[Start of section]
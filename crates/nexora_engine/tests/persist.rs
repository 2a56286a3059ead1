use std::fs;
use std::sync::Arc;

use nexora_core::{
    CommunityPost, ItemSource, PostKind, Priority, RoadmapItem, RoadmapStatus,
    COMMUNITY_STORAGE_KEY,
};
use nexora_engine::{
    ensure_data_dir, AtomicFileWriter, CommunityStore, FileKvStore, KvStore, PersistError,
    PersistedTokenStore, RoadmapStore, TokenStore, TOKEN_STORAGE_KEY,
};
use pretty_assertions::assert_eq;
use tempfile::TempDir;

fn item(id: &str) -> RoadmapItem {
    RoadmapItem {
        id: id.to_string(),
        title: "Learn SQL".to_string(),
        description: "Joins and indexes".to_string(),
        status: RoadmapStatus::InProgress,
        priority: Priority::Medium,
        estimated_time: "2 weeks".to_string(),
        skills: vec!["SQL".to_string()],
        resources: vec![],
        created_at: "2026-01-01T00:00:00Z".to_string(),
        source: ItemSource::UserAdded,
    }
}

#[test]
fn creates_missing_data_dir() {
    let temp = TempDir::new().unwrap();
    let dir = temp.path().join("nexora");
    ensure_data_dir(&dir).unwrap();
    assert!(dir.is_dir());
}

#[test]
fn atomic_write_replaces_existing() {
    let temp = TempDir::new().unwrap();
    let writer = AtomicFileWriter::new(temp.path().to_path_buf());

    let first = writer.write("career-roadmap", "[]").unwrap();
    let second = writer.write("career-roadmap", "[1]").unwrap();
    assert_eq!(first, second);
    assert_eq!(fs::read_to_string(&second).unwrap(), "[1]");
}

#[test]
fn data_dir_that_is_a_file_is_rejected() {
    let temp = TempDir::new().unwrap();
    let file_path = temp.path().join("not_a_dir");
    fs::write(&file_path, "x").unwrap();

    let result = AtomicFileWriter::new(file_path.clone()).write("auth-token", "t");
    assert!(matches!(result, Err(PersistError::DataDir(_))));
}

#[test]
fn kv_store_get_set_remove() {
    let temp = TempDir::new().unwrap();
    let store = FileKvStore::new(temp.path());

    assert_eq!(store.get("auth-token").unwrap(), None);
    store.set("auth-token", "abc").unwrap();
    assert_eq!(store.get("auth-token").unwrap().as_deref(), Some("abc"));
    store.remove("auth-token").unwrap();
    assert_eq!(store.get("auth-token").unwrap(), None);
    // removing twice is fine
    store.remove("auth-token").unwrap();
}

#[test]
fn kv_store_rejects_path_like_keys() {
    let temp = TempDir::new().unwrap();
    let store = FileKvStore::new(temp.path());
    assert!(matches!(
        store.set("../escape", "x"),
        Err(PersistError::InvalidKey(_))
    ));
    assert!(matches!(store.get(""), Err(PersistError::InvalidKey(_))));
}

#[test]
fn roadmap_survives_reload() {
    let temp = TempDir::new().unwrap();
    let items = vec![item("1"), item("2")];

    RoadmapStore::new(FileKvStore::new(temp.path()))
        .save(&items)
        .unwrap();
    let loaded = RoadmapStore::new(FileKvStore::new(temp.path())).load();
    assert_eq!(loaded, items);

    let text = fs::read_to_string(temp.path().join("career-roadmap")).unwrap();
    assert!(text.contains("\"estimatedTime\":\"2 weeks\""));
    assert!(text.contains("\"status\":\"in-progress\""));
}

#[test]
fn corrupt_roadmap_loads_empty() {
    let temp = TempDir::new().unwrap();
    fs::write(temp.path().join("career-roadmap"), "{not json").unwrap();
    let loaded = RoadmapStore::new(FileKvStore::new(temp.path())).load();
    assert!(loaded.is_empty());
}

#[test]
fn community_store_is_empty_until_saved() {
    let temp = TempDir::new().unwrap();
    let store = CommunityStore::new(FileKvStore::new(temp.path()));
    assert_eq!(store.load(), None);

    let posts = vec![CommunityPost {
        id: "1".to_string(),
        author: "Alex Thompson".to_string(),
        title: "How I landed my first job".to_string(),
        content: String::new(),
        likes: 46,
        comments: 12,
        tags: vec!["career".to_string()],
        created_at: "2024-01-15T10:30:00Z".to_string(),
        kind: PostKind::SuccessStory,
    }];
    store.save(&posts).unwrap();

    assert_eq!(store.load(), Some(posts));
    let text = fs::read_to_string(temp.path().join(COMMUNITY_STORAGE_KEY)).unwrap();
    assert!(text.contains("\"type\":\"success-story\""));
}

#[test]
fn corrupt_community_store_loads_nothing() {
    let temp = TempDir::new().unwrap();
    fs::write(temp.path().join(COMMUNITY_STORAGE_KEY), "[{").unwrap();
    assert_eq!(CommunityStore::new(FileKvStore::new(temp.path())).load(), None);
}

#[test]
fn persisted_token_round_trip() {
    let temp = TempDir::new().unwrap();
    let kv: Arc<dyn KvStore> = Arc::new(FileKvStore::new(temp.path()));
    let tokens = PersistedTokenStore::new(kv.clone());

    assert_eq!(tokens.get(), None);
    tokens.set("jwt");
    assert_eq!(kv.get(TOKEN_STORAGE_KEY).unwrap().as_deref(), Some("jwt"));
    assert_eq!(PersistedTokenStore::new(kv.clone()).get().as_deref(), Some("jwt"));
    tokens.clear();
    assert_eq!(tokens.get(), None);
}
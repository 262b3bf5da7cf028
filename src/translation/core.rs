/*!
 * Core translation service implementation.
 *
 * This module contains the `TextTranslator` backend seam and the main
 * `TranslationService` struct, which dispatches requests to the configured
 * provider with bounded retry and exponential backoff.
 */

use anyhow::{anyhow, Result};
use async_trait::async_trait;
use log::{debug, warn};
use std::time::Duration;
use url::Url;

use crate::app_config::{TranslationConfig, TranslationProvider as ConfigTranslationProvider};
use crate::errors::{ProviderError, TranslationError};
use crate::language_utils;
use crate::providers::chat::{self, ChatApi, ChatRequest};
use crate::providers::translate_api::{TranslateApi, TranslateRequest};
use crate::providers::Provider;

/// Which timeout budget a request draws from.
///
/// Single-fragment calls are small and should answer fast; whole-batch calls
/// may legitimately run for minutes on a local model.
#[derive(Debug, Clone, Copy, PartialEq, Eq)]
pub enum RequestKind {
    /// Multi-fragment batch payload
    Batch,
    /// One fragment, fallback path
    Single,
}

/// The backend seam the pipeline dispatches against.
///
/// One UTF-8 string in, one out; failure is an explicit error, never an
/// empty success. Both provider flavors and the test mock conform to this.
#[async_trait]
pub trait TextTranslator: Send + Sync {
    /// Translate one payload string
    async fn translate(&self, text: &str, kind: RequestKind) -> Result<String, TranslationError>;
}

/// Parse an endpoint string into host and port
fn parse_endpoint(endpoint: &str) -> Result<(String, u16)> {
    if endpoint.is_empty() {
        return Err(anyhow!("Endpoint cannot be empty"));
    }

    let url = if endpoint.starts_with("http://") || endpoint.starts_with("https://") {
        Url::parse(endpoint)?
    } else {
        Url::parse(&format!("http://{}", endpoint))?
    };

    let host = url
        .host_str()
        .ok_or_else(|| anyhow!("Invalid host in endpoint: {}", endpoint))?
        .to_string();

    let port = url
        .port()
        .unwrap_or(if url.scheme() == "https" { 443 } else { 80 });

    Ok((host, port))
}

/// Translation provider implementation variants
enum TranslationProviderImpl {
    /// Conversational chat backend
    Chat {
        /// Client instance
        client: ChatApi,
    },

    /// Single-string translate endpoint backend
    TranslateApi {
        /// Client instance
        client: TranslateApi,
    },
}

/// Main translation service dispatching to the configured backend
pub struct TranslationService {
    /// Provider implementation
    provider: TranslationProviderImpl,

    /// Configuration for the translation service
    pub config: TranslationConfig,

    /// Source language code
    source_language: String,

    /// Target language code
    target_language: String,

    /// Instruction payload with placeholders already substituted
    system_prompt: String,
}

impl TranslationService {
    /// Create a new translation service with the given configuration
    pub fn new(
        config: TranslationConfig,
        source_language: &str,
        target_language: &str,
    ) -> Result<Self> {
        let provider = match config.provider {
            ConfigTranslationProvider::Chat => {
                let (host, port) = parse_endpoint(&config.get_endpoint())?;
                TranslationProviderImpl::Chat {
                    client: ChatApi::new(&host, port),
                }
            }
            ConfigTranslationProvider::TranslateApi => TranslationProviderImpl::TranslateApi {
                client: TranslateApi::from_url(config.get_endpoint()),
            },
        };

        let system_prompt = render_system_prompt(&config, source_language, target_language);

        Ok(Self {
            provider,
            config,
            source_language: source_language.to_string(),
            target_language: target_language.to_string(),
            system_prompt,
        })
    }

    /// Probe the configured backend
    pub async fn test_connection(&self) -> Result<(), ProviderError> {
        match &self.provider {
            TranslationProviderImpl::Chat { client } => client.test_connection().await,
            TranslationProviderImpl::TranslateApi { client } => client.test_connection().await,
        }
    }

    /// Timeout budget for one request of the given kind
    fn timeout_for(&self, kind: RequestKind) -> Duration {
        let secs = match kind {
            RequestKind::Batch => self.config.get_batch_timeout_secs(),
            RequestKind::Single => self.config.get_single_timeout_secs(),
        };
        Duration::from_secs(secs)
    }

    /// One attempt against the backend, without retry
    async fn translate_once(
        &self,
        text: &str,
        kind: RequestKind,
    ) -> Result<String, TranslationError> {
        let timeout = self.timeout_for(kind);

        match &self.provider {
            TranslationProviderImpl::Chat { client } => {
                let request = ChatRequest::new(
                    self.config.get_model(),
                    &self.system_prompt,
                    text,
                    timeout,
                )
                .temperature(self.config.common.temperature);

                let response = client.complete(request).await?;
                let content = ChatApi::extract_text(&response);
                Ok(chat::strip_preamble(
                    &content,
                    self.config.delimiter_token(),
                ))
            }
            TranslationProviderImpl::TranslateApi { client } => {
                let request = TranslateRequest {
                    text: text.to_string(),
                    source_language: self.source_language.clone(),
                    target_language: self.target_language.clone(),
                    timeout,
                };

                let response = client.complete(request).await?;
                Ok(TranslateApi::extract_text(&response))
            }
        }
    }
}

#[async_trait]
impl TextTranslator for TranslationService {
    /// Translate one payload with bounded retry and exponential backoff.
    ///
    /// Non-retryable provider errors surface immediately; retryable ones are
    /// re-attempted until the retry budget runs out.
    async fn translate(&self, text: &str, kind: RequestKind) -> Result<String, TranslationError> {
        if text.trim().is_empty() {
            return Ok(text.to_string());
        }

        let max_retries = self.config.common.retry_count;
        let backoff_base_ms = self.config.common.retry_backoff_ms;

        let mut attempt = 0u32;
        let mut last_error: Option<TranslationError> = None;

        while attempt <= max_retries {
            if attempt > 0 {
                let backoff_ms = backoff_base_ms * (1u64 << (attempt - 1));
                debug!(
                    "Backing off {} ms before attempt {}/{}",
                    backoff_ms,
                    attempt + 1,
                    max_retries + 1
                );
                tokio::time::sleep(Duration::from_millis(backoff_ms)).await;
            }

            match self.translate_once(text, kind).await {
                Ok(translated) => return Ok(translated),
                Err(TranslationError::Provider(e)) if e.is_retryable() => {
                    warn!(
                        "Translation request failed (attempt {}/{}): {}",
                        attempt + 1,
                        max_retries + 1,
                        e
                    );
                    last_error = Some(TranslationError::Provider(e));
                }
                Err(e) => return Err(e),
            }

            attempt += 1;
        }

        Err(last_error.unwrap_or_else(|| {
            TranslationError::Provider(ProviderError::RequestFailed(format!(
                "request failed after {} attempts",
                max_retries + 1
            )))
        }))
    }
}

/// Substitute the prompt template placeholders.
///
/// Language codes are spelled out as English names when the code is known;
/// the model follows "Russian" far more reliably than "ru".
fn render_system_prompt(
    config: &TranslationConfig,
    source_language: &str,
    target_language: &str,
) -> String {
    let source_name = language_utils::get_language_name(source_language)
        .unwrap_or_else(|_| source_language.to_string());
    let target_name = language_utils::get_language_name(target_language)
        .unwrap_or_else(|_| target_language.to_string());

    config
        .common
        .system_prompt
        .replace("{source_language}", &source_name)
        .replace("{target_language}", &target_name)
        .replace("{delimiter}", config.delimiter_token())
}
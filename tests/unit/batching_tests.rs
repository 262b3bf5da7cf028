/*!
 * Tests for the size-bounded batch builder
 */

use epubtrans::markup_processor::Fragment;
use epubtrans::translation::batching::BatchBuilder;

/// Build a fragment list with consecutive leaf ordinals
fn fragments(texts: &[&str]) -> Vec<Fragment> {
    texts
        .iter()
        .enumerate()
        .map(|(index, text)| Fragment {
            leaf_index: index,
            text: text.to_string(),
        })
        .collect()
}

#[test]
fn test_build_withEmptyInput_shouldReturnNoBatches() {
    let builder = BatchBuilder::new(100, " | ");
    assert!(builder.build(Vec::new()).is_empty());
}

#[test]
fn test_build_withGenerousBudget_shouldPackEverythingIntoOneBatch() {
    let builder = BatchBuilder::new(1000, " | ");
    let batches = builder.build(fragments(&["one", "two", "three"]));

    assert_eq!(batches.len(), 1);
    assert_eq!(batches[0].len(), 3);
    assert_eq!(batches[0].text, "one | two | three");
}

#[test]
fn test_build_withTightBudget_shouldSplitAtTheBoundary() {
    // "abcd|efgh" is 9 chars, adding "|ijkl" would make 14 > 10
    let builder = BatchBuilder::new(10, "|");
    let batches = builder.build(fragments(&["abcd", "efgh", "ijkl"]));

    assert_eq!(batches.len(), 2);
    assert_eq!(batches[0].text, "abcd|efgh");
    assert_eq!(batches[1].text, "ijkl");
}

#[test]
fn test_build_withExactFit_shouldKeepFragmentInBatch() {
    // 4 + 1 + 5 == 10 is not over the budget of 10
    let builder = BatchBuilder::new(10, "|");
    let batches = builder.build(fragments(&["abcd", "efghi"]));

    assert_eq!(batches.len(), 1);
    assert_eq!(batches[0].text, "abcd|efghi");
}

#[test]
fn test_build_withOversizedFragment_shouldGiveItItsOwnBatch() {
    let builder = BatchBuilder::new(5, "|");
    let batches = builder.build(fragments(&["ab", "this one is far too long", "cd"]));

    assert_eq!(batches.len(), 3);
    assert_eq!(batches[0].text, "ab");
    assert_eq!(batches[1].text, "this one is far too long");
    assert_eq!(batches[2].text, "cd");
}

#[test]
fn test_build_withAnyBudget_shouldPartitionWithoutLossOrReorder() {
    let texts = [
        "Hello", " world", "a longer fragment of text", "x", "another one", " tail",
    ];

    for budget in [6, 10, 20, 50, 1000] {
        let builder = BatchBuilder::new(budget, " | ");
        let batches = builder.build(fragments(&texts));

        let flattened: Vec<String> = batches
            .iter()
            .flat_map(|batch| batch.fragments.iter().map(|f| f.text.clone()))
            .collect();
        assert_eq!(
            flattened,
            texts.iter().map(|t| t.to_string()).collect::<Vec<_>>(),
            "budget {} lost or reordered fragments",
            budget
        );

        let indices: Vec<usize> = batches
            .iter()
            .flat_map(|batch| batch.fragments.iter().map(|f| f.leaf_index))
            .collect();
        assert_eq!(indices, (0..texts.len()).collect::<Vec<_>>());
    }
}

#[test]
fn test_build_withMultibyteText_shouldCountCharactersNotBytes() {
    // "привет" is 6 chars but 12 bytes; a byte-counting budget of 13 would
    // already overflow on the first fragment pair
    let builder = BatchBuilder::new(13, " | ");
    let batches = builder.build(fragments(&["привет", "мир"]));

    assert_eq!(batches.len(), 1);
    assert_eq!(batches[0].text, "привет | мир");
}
[End of section]
WHAT YOU HAVE TO DO: Only the lines from the first one of the listing up to and including the line where "use pretty_assertions::assert_eq;" appears are wanted, reproduced exactly.

SOLUTION:
filename crates/nexora_engine/tests/persist.rs
repository 2a56286a3059ead1
use std::fs;
use std::sync::Arc;

use nexora_core::{
    CommunityPost, ItemSource, PostKind, Priority, RoadmapItem, RoadmapStatus,
    COMMUNITY_STORAGE_KEY,
};
use nexora_engine::{
    ensure_data_dir, AtomicFileWriter, CommunityStore, FileKvStore, KvStore, PersistError,
    PersistedTokenStore, RoadmapStore, TokenStore, TOKEN_STORAGE_KEY,
};
use pretty_assertions::assert_eq;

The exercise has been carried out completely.